La Festa della donna oggi è simbolo di divertimento e consumismo. Ma non tutti sanno cosa si ricorda in questo giorno
8 marzo: la memoria dimenticata
Otto marzo. Festa della Donna. Migliaia di donne emancipate non hanno che da osservare i vari manifesti appesi nelle strade cittadine per organizzare una serata memorabile all’insegna del divertimento e di qualche trasgressione. C’è da chiedersi, però, se l’emancipazione femminile, celebrata in questo giorno, è da confondersi con il divertimento. L’otto marzo viene vissuto dal gentil sesso come un’occasione per ricevere mimose e passare la serata in qualche locale con promettenti spettacoli con le amiche. E’ vero anche che qualche associazione femminile rivendica il diritto di pari opportunità sia in campo lavorativo sia in campo sociale, oppure ricorda le “sorelle” che vivono in società meno emancipate, in qualche parte dell’Africa o dell’Asia. Ma perché esiste la ricorrenza dell’otto marzo?
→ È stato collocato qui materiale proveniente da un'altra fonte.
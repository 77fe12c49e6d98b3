use async_trait::async_trait;
use dashmap::{DashMap, mapref::entry::Entry};
use time::OffsetDateTime;
use tracing::{debug, info, instrument};
use uuid::Uuid;

use super::{AccountStore, StoreError};
use crate::models::{Doctor, NewDoctor, NewPatient, Patient};

/// In-process account store keyed by email.
///
/// `DashMap::entry` holds the shard lock for the email while the record is
/// created, which gives the same insert-if-absent guarantee as the unique
/// index in PostgreSQL. Data is lost when the process exits.
#[derive(Default)]
pub struct MemoryAccountStore {
    doctors: DashMap<String, Doctor>,
    patients: DashMap<String, Patient>,
}

impl MemoryAccountStore {
    pub fn new() -> Self {
        info!("Initializing in-memory account store");
        Self::default()
    }

    /// Number of stored doctors.
    pub fn doctor_count(&self) -> usize {
        self.doctors.len()
    }

    /// Number of stored patients.
    pub fn patient_count(&self) -> usize {
        self.patients.len()
    }
}

#[async_trait]
impl AccountStore for MemoryAccountStore {
    async fn find_doctor_by_email(&self, email: &str) -> Result<Option<Doctor>, StoreError> {
        Ok(self.doctors.get(email).map(|entry| entry.value().clone()))
    }

    async fn find_doctor_by_id(&self, id: Uuid) -> Result<Option<Doctor>, StoreError> {
        Ok(self
            .doctors
            .iter()
            .find(|entry| entry.id == id)
            .map(|entry| entry.value().clone()))
    }

    #[instrument(skip_all, fields(email = %doctor.email))]
    async fn insert_doctor(&self, doctor: NewDoctor) -> Result<Doctor, StoreError> {
        match self.doctors.entry(doctor.email.clone()) {
            Entry::Occupied(_) => {
                debug!("Doctor email already registered");
                Err(StoreError::EmailTaken)
            }
            Entry::Vacant(slot) => {
                let doctor = doctor.into_doctor(Uuid::new_v4(), OffsetDateTime::now_utc());
                debug!(doctor_id = %doctor.id, "Doctor inserted");
                Ok(slot.insert(doctor).value().clone())
            }
        }
    }

    async fn find_patient_by_email(&self, email: &str) -> Result<Option<Patient>, StoreError> {
        Ok(self.patients.get(email).map(|entry| entry.value().clone()))
    }

    async fn find_patient_by_id(&self, id: Uuid) -> Result<Option<Patient>, StoreError> {
        Ok(self
            .patients
            .iter()
            .find(|entry| entry.id == id)
            .map(|entry| entry.value().clone()))
    }

    #[instrument(skip_all, fields(email = %patient.email))]
    async fn insert_patient(&self, patient: NewPatient) -> Result<Patient, StoreError> {
        match self.patients.entry(patient.email.clone()) {
            Entry::Occupied(_) => {
                debug!("Patient email already registered");
                Err(StoreError::EmailTaken)
            }
            Entry::Vacant(slot) => {
                let patient = patient.into_patient(Uuid::new_v4(), OffsetDateTime::now_utc());
                debug!(patient_id = %patient.id, "Patient inserted");
                Ok(slot.insert(patient).value().clone())
            }
        }
    }
}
La ricorrenza nacque dal desiderio di ricordare la morte di 129 operaie. L’otto marzo del 1908 le lavoratrici dell’industria tessile Cotton (New York) decisero di occupare la fabbrica, dopo giorni di protesta contro le condizioni lavorative disumane. Il proprietario – un certo Johnson – chiuse tutte le porte dello stabilimento, impedendo ogni via d’uscita. Venne appiccato un incendio, che fece ardere vive le occupanti. La tragedia divenne il simbolo della lotta per l’emancipazione femminile. Fu un’attivista socialista, la tedesca Rosa Luxemburg, a proporre, alcuni anni dopo, la data come giorno internazionale a favore delle donne.
Il simbolo della festa è rappresentato dalla mimosa; la scelta di questa acacia risale al 1946, grazie all’Unione donne italiane (Udi) – un’associazione nata dalla Resistenza, che dal 1945 si è battuta per la liberazione e l’emancipazione delle donne.
L’otto marzo, a parte il consueto appuntamento con il divertimento, deve ricordare che esistono, tutt’oggi, nel mondo donne che subiscono violenze sia domestiche sia politico – sociali. Ngawang Sangdrol, monaca tibetana, imprigionata dall’esercito cinese all’età di 13 anni per aver gridato “Tibet libero”. Oggi ha 30 anni. Aung San Suu Kyi – Premio Nobel per la Pace 1991 – si trova agli arresti domiciliari, da diciotto anni, per motivi politici, nonostante il suo partito abbia vinto con netta maggioranza le elezioni in Birmania. Amina Lawal, in Nigeria, scampata alla lapidazione per adulterio. Zahara, in Afghanistan, immolatasi a 18 anni dopo essere stata venduta ad un parente…
Otto marzo, giorno della riflessione.